Setelah sebentar membantu bidang hubungan masyarakatnya van
Mook, de Boots kemudian kembali ke New York. "Tapi Indonesia
tetap di hati kami," ujar Pak de Boots, "suatu nostalgia yang
selalu kami kenang."
Tanahairnya
John de Boots memang lahir di Surabaya. Tigapuluh tahun lebih,
dia dan isterinya belum pernah kembali ke Jawa, melihat tempat
kelahiran mereka. Pernah di tahun 1950-an, mereka minta untuk
sekedar menengok Surabaya tapi permintaan ini ditolak. Keduanya
kemudian belum pernah mencobanya lagi, tapi kata de Boots: "Biar
bagaimana pun, Jawa adalah tanah air kami." Tukas isterinya
kemudian: "Ya, dan saya masih ingat betul Kota Malang.
Sekarangpun saya masih bisa menggambarkan peta Kota Malang
dengan lengkap." Tentu saja Kota Malang tempo dulu.

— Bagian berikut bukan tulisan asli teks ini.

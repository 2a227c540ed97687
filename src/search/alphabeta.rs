//! Minimax search with alpha-beta pruning
//!
//! This module implements the core search algorithm for the Crab Puzzle AI.
//! One searcher serves both difficulty tiers; what differs is plugged in:
//!
//! - an [`Evaluator`] scoring leaves
//! - a [`MoveOrdering`] sorting candidates before expansion
//! - a [`SearchConfig`] with depth, depth ceiling, adaptive-depth threshold
//!   and whether terminal scores carry a depth bias
//!
//! # Example
//!
//! ```
//! use crab_puzzle::board::{Board, Player};
//! use crab_puzzle::eval::NormalEvaluator;
//! use crab_puzzle::search::{NaturalOrder, SearchConfig, Searcher};
//!
//! let mut searcher = Searcher::new(NormalEvaluator, NaturalOrder, SearchConfig::fixed(3));
//! let result = searcher.search(&Board::initial(), Player::A);
//! assert!(result.best_move.is_some());
//! ```

use log::debug;

use crate::board::{Board, Move, Player};
use crate::eval::Evaluator;
use crate::rules::{available_squares, has_any_move, winner};

use super::ordering::MoveOrdering;

/// Infinity score for alpha-beta bounds
pub const INF: i32 = 1_000_000;

/// Score of a position where neither side can move
pub const DRAW: i32 = 0;

/// Depth settings of one search
#[derive(Debug, Clone, Copy, PartialEq, Eq)]
pub struct SearchConfig {
    /// Plies searched from the root
    pub depth: i8,
    /// Ceiling on plies from the root plus remaining depth. Adaptive
    /// extensions are only granted below it.
    pub max_depth: i8,
    /// Extend by one ply when the searching player, on its own turn, has
    /// fewer movable pieces than this. Zero disables extensions.
    pub adaptive_threshold: usize,
    /// Win scores gain the remaining depth (faster wins score higher) and
    /// loss scores lose it (slower losses score higher).
    pub depth_bias: bool,
}

impl SearchConfig {
    /// Plain fixed-depth search
    pub fn fixed(depth: i8) -> Self {
        Self {
            depth,
            max_depth: depth,
            adaptive_threshold: 0,
            depth_bias: false,
        }
    }
}

/// Search statistics for diagnostics and tuning.
#[derive(Debug, Clone, Default, PartialEq, Eq)]
pub struct SearchStats {
    /// Total nodes visited
    pub nodes: u64,
    /// Total cutoffs (beta <= alpha)
    pub beta_cutoffs: u64,
    /// Cutoffs on the first move tried (measures move ordering quality)
    pub first_move_cutoffs: u64,
    /// Plies granted by adaptive depth
    pub extensions: u64,
    /// Nodes where the side to move had to pass
    pub passes: u64,
}

impl SearchStats {
    /// First-move cutoff rate in percent
    pub fn first_move_rate(&self) -> f64 {
        if self.beta_cutoffs == 0 {
            0.0
        } else {
            self.first_move_cutoffs as f64 / self.beta_cutoffs as f64 * 100.0
        }
    }
}

/// Search result containing the best move found and associated statistics.
#[derive(Debug, Clone, PartialEq, Eq)]
pub struct SearchResult {
    /// Best move found; `None` when the side to move has no legal move
    pub best_move: Option<Move>,
    /// Evaluation score of the best move from the searching side's view
    pub score: i32,
    /// Root depth searched
    pub depth: i8,
    /// Search diagnostics
    pub stats: SearchStats,
}

/// Depth-limited minimax searcher.
pub struct Searcher<E, O> {
    evaluator: E,
    ordering: O,
    config: SearchConfig,
    stats: SearchStats,
}

impl<E: Evaluator, O: MoveOrdering> Searcher<E, O> {
    #[must_use]
    pub fn new(evaluator: E, ordering: O, config: SearchConfig) -> Self {
        Self {
            evaluator,
            ordering,
            config,
            stats: SearchStats::default(),
        }
    }

    pub fn config(&self) -> SearchConfig {
        self.config
    }

    /// Choose the best move for `player` with alpha-beta pruning.
    ///
    /// Ties keep the first candidate in expansion order.
    #[must_use]
    pub fn search(&mut self, board: &Board, player: Player) -> SearchResult {
        self.stats = SearchStats::default();
        let depth = self.config.depth;
        let (score, best_move) = self.alpha_beta(board, depth, -INF, INF, true, player, 0);
        debug!(
            "alpha-beta depth {} for {}: score {}, move {:?}, {} nodes, {} cutoffs ({:.1}% first move), {} extensions",
            depth,
            player,
            score,
            best_move,
            self.stats.nodes,
            self.stats.beta_cutoffs,
            self.stats.first_move_rate(),
            self.stats.extensions,
        );
        SearchResult {
            best_move,
            score,
            depth,
            stats: self.stats.clone(),
        }
    }

    /// Exhaustive minimax with the same scoring, extensions and pass rule
    /// but no pruning. Reference for checking the pruned search.
    #[must_use]
    pub fn search_full_width(&mut self, board: &Board, player: Player) -> SearchResult {
        self.stats = SearchStats::default();
        let depth = self.config.depth;
        let (score, best_move) = self.minimax(board, depth, true, player, 0);
        SearchResult {
            best_move,
            score,
            depth,
            stats: self.stats.clone(),
        }
    }

    /// Score of a decided or depth-exhausted node, if it is one
    #[inline]
    fn leaf_score(&self, board: &Board, depth: i8, root: Player) -> Option<i32> {
        let win = self.evaluator.win_score();
        let bias = if self.config.depth_bias { i32::from(depth) } else { 0 };
        match winner(board) {
            Some(p) if p == root => Some(win + bias),
            Some(_) => Some(-win - bias),
            None if depth <= 0 => Some(self.evaluator.evaluate(board, root)),
            None => None,
        }
    }

    /// Remaining depth handed to children of a node with `movable` pieces.
    /// Only the root player's nodes are extended.
    #[inline]
    fn child_depth(&mut self, depth: i8, ply: i8, movable: usize, maximizing: bool) -> i8 {
        let threshold = self.config.adaptive_threshold;
        if maximizing && movable < threshold && ply + depth < self.config.max_depth {
            self.stats.extensions += 1;
            depth
        } else {
            depth - 1
        }
    }

    #[allow(clippy::too_many_arguments)]
    fn alpha_beta(
        &mut self,
        board: &Board,
        depth: i8,
        mut alpha: i32,
        mut beta: i32,
        maximizing: bool,
        root: Player,
        ply: i8,
    ) -> (i32, Option<Move>) {
        self.stats.nodes += 1;

        if let Some(score) = self.leaf_score(board, depth, root) {
            return (score, None);
        }

        let mover = if maximizing { root } else { root.opponent() };
        let squares = available_squares(board, mover);

        // Blocked side passes; nobody able to move is a draw
        if squares.is_empty() {
            if !has_any_move(board, mover.opponent()) {
                return (DRAW, None);
            }
            self.stats.passes += 1;
            let (score, _) = self.alpha_beta(board, depth - 1, alpha, beta, !maximizing, root, ply + 1);
            return (score, None);
        }

        let child_depth = self.child_depth(depth, ply, squares.len(), maximizing);
        let mut moves: Vec<Move> = squares.iter().flat_map(|s| s.moves()).collect();
        self.ordering.order(board, mover, &mut moves);

        let mut best_move = None;
        let mut best_score = if maximizing { -INF } else { INF };

        for (i, &mv) in moves.iter().enumerate() {
            let child = board.with_move(mv, mover);
            let (score, _) = self.alpha_beta(&child, child_depth, alpha, beta, !maximizing, root, ply + 1);

            if maximizing {
                if score > best_score {
                    best_score = score;
                    best_move = Some(mv);
                }
                alpha = alpha.max(score);
            } else {
                if score < best_score {
                    best_score = score;
                    best_move = Some(mv);
                }
                beta = beta.min(score);
            }

            if beta <= alpha {
                self.stats.beta_cutoffs += 1;
                if i == 0 {
                    self.stats.first_move_cutoffs += 1;
                }
                break;
            }
        }

        (best_score, best_move)
    }

    fn minimax(&mut self, board: &Board, depth: i8, maximizing: bool, root: Player, ply: i8) -> (i32, Option<Move>) {
        self.stats.nodes += 1;

        if let Some(score) = self.leaf_score(board, depth, root) {
            return (score, None);
        }

        let mover = if maximizing { root } else { root.opponent() };
        let squares = available_squares(board, mover);

        if squares.is_empty() {
            if !has_any_move(board, mover.opponent()) {
                return (DRAW, None);
            }
            self.stats.passes += 1;
            let (score, _) = self.minimax(board, depth - 1, !maximizing, root, ply + 1);
            return (score, None);
        }

        let child_depth = self.child_depth(depth, ply, squares.len(), maximizing);
        let mut best_move = None;
        let mut best_score = if maximizing { -INF } else { INF };

        for mv in squares.iter().flat_map(|s| s.moves()) {
            let child = board.with_move(mv, mover);
            let (score, _) = self.minimax(&child, child_depth, !maximizing, root, ply + 1);
            let better = if maximizing { score > best_score } else { score < best_score };
            if better {
                best_score = score;
                best_move = Some(mv);
            }
        }

        (best_score, best_move)
    }
}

Isterinya, lahir dan besar di Malang. Nama gadisnya dulu, Annie
de Ruyter de Wilt. Masih sigap dan berambut keriting hitam,
Annie de Wilt kemudian berceritera tentang masa kecilnya di Jawa
Timur. Ayahnya dulu, mempunyai perkebunan kopi di seputar Batu,
Malang. Usahanya ini meningkat ke perkebunan bunga. Semakin
sukses, tuan Ruyter de Wilt kemudian mendirikan beberapa
bungalow di Batu. "Pemandangan di situ indah sekali," kata
Annie, "bahkan ayah berkata salah satu dari yang terindah di
dunia." Pertama hotel di Batu itu kemudian diberi nama Selecta
dan hingga kini masih ada.
Berceritera tentang Hotel Selecta di Batu ini, de Boots dengan
bangga menceriterakan usaha mertuanya ini: "Di situlah, Republik
Indonesia lahir." Sebab menurut John de Boots, ibukota Indonesia
yang semula di Jakarta, sebelum pindah ke Yogya, mampir dulu di
Malang, "khususnya di Selecta." Karena di tempat itulah,
Republik Indonesia mengadakan konperensi persnya yang pertama
dengan wartawan asing.
Dalam buku Revolt in Paradise karangan Ktut Tantri memang ada
disebut antara lain "bahwa Sukarno harus membawa para
koresponden asing ke Selecta, yang pernah terkenal sebagai
tempat tinggal para Belanda di pegunungan, tidak jauh dari
Malang. Di situ, ada sebuah hotel yang bagus, rasanya yang
terbagus di seluruh hotel di Jawa." Di halaman yang lain, Ktut
Tantri juga menulis: "Ketika saya tiba di hotel Selecta, ruangan
telah penuh oleh tentara. Semua pimpinan gerilya di Jawa Timur
ada di sana, juga Bung Tomo yang berpakaian menyamar, kecuali
Presiden Sukarno. Ada lusinan wartawan asing dari Inggeris,
Australia, Amerika, Perancis. Tampak juga wartawan berkebangsaan
India, Tionghoa dan Indonesia. Hampir semua perwakilan pers dan
radio berada di situ, ABC, BBC, AP, Reuter, majalah Life, Time,
Newsweek dan surat kabar penting lainnya."
Jual Bumbu
John de Boots dan isterinya tidak menceriterakan bagaimana nasib
para orangtua mereka yang sukses dan kaya di Jawa. Cuma mereka
mengatakan bahwa biarpun mereka dilahirkan di tempat yang cuma
berjarak 60 Km, mereka tidak pernah baku temu. Baru ketika
keduanya berada di Melbourne, mereka saling berkenalan untuk
kemudian menikah.
Ketika keduanya mencoba nasibnya di Amerika Serikat, sang isteri
memulai hidupnya dengan menjual makanan Indonesla. John de Boots
sendiri pernah berusaha di bidang perkayuan dengan Pilipina,
karena saingan keras dengan Jepang, bangkrutlah usahanya ini.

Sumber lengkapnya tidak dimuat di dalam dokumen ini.